Nella silloge di poesie “Versiversacciversetti3”, Alvaro Aquili propone il mare magnum delle sue emozioni che nascono dalle esperienze della vita e dalle sensazioni che hanno accompagnato nel cammino, sovente, faticoso ed impegnativo.
In una miscellanea poetica, tutto si ritrova e si ricompone, come a ricreare la sostanza stessa della vita che ha permesso di continuare ad andare avanti, offrendo sempre nuova linfa vitale per procedere nel percorso.
Alvaro Aquili desidera ardentemente seminare le sue esperienze nelle varie liriche che rappresentano lo specchio fedele del suo modo di percepire le manifestazioni della vita; della sua capacità di sentire nel profondo tutto ciò che ha lasciato un segno; del suo desiderio di esprimere, sempre e comunque, i suoi stati d’animo legati a determinate situazioni esistenziali.
In primo luogo, e non potrebbe essere altrimenti, la memoria riporta al ricordo della madre che, con la semplice presenza nel pensiero che vola a lei, è ancora capace di “lenire ogni dolore”; e poi, il ricordo della figura del padre “quando filava sulla Lambretta” insieme a lui: e un tuffo al cuore fa capire che ora v’è il silenzio ed è lontano quel “senso della vita” che così fortemente agitava l’animo d’un figlio; e ancora, poesia densa d’emozioni, dedicata al figlio o alle persone care, come la sorella Graziella, la zia Santina e zio Attilio.
Ecco allora dipanarsi, tra una poesia e l’altra, l’intreccio delle varie direzioni del suo viaggio con gli incontri importanti e le persone conosciute e, magari, dimenticate; le numerose suggestioni del luogo natio, con gli incanti e le meraviglie di visioni delle quali sembra impregnata la stessa terra che ha visto il fluire delle stagioni della vita, dalla tenera infanzia fino alle considerazioni odierne.
Non v’è dubbio che la poesia di Alvaro Aquili sia pervasa da un forte sentimento religioso che si ripercuote sulla visione globale d’un uomo che offre la sua vita nella totalità delle sue emozioni: in alcuni casi, tornano alla mente, come a riemergere in superficie, ricordi sommersi, dispersi nei meandri del vivere ed immagini che parevano dissolte nel tempo, quasi a voler far sprigionare la fantasia, senza porre limiti al recupero memoriale, sempre intenso, sempre intriso di forte umanità.
Alvaro Aquili, come a fissare un diario dei giorni vissuti, non si lascia incantare dalle vanità della vita ma cerca, con coraggio e fermezza, di condividere le proprie passioni e di offrire, a piene mani, il suo senso d’amore per la vita: è forte la consapevolezza che pone a fondamenta dell’esistenza la gioia di condividere e di saper amare, ed infatti, come a sigillo della sua poesia, come monito che viene offerto dalla saggezza e dall’esperienza d’un uomo, scrive: “non aspettare per gioire d’un sorriso… per seminare l’amore intorno… per un abbraccio… per dare perdono… per condividere… per aprire il cuore”.
Alvaro Aquili, con la sua poesia memoriale, pone sul piatto della vita, con parole autentiche, il tempo vissuto: tutto ciò che ha comportato “dare” e “ricevere”, in fin dei conti, non ha più importanza, perché lui sa molto bene che conterà solo il “semplice ricordo” o come una poesia possa ancora svelare l’enigma di ciò che è stato.
Non rimane che ricercar, nel susseguirsi delle liriche, la sostanza stessa della vita.

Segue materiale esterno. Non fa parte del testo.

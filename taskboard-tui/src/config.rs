//! Configuration loading for the taskboard terminal client.
//!
//! All fields are required unless explicitly marked optional. No defaults.

use serde::Deserialize;
use std::path::{Path, PathBuf};
use std::time::Duration;
use taskboard_llm::RetryPolicy;

/// Environment variable consulted when `generation.api_key` is not set.
pub const API_KEY_ENV: &str = "GEMINI_API_KEY";

#[derive(Debug, Clone, Deserialize)]
#[serde(deny_unknown_fields)]
pub struct TuiConfig {
    pub store_endpoint: String,
    pub request_timeout_ms: u64,
    pub reload_delay_ms: u64,
    pub notification_ttl_ms: u64,
    pub tick_interval_ms: u64,
    pub persistence_path: PathBuf,
    pub log_path: PathBuf,
    pub generation: GenerationConfig,
}

#[derive(Debug, Clone, Deserialize)]
#[serde(deny_unknown_fields)]
pub struct GenerationConfig {
    pub endpoint: String,
    pub api_key: Option<String>,
    pub initial_backoff_ms: u64,
    pub max_retries: u32,
    pub backoff_multiplier: u32,
}

#[derive(Debug, thiserror::Error)]
pub enum ConfigError {
    #[error("Missing configuration file path (use --config or TASKBOARD_CONFIG)")]
    MissingConfigPath,
    #[error("Failed to read config file: {0}")]
    Io(#[from] std::io::Error),
    #[error("Failed to parse config TOML: {0}")]
    Parse(#[from] toml::de::Error),
    #[error("Invalid config value for {field}: {reason}")]
    InvalidValue { field: &'static str, reason: String },
}

impl TuiConfig {
    pub fn load() -> Result<Self, ConfigError> {
        let path = config_path_from_args().or_else(config_path_from_env);
        let path = path.ok_or(ConfigError::MissingConfigPath)?;
        let config = Self::from_path(&path)?;
        config.validate()?;
        Ok(config)
    }

    pub fn from_path(path: &Path) -> Result<Self, ConfigError> {
        let contents = std::fs::read_to_string(path)?;
        Self::from_toml(&contents)
    }

    pub fn from_toml(contents: &str) -> Result<Self, ConfigError> {
        Ok(toml::from_str(contents)?)
    }

    pub fn validate(&self) -> Result<(), ConfigError> {
        let url_fields = [
            ("store_endpoint", &self.store_endpoint),
            ("generation.endpoint", &self.generation.endpoint),
        ];
        for (field, value) in url_fields {
            if value.trim().is_empty() {
                return Err(invalid(field, "must not be empty"));
            }
            if !(value.starts_with("http://") || value.starts_with("https://")) {
                return Err(invalid(field, "must be an http(s) URL"));
            }
        }

        let positive = [
            ("request_timeout_ms", self.request_timeout_ms),
            ("reload_delay_ms", self.reload_delay_ms),
            ("notification_ttl_ms", self.notification_ttl_ms),
            ("tick_interval_ms", self.tick_interval_ms),
            ("generation.initial_backoff_ms", self.generation.initial_backoff_ms),
        ];
        for (field, value) in positive {
            if value == 0 {
                return Err(invalid(field, "must be > 0"));
            }
        }

        if self.generation.backoff_multiplier < 1 {
            return Err(invalid("generation.backoff_multiplier", "must be >= 1"));
        }
        if self.persistence_path.as_os_str().is_empty() {
            return Err(invalid("persistence_path", "must not be empty"));
        }
        if self.log_path.as_os_str().is_empty() {
            return Err(invalid("log_path", "must not be empty"));
        }
        Ok(())
    }

    pub fn request_timeout(&self) -> Duration {
        Duration::from_millis(self.request_timeout_ms)
    }

    pub fn reload_delay(&self) -> Duration {
        Duration::from_millis(self.reload_delay_ms)
    }

    pub fn notification_ttl(&self) -> Duration {
        Duration::from_millis(self.notification_ttl_ms)
    }

    pub fn tick_interval(&self) -> Duration {
        Duration::from_millis(self.tick_interval_ms)
    }

    /// The configured key, or [`API_KEY_ENV`] when the file has none.
    pub fn api_key(&self) -> Option<String> {
        self.generation
            .api_key
            .clone()
            .filter(|k| !k.trim().is_empty())
            .or_else(|| std::env::var(API_KEY_ENV).ok())
            .filter(|k| !k.trim().is_empty())
    }

    pub fn retry_policy(&self) -> RetryPolicy {
        RetryPolicy {
            max_retries: self.generation.max_retries,
            initial_backoff: Duration::from_millis(self.generation.initial_backoff_ms),
            multiplier: self.generation.backoff_multiplier,
        }
    }
}

fn invalid(field: &'static str, reason: &str) -> ConfigError {
    ConfigError::InvalidValue {
        field,
        reason: reason.to_string(),
    }
}

fn config_path_from_env() -> Option<PathBuf> {
    std::env::var("TASKBOARD_CONFIG").ok().map(PathBuf::from)
}

fn config_path_from_args() -> Option<PathBuf> {
    let mut args = std::env::args().skip(1);
    while let Some(arg) = args.next() {
        if arg == "--config" {
            return args.next().map(PathBuf::from);
        }
    }
    None
}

Come a ritornar indietro nel tempo per penetrare “veramente” la percezione reale dell’esistenza.

Massimo Barile


Note biografiche

Le parole percorrono la vita senza rispetto, infine. L’utilizzo delle parole-simbolo che Alvaro usa con parsimonia in questa raccolta vanno al contrario, come quello pseudonimo che scolpisce nei suoi libri.
Il Narratore “ignoto” suggerisce sensazioni che puoi leggere come col telepass, in entrata e in uscita. E sgraffignano l’aria, scompensano le convinzioni, allungano i pensieri. In fondo la storia personale di Alvaro Aquili riprende questa andata e ritorno senza quiete. Ed è la storia degli imprenditori, di quelli che sono partiti a due passi dal cielo, a mezza strada tra gli umbri e i piceni. Gente ibrida, in fondo, a metà strada tra locale e globale, stanzialità e nomadismo, vecchio e nuovo, tradizione e innovazione.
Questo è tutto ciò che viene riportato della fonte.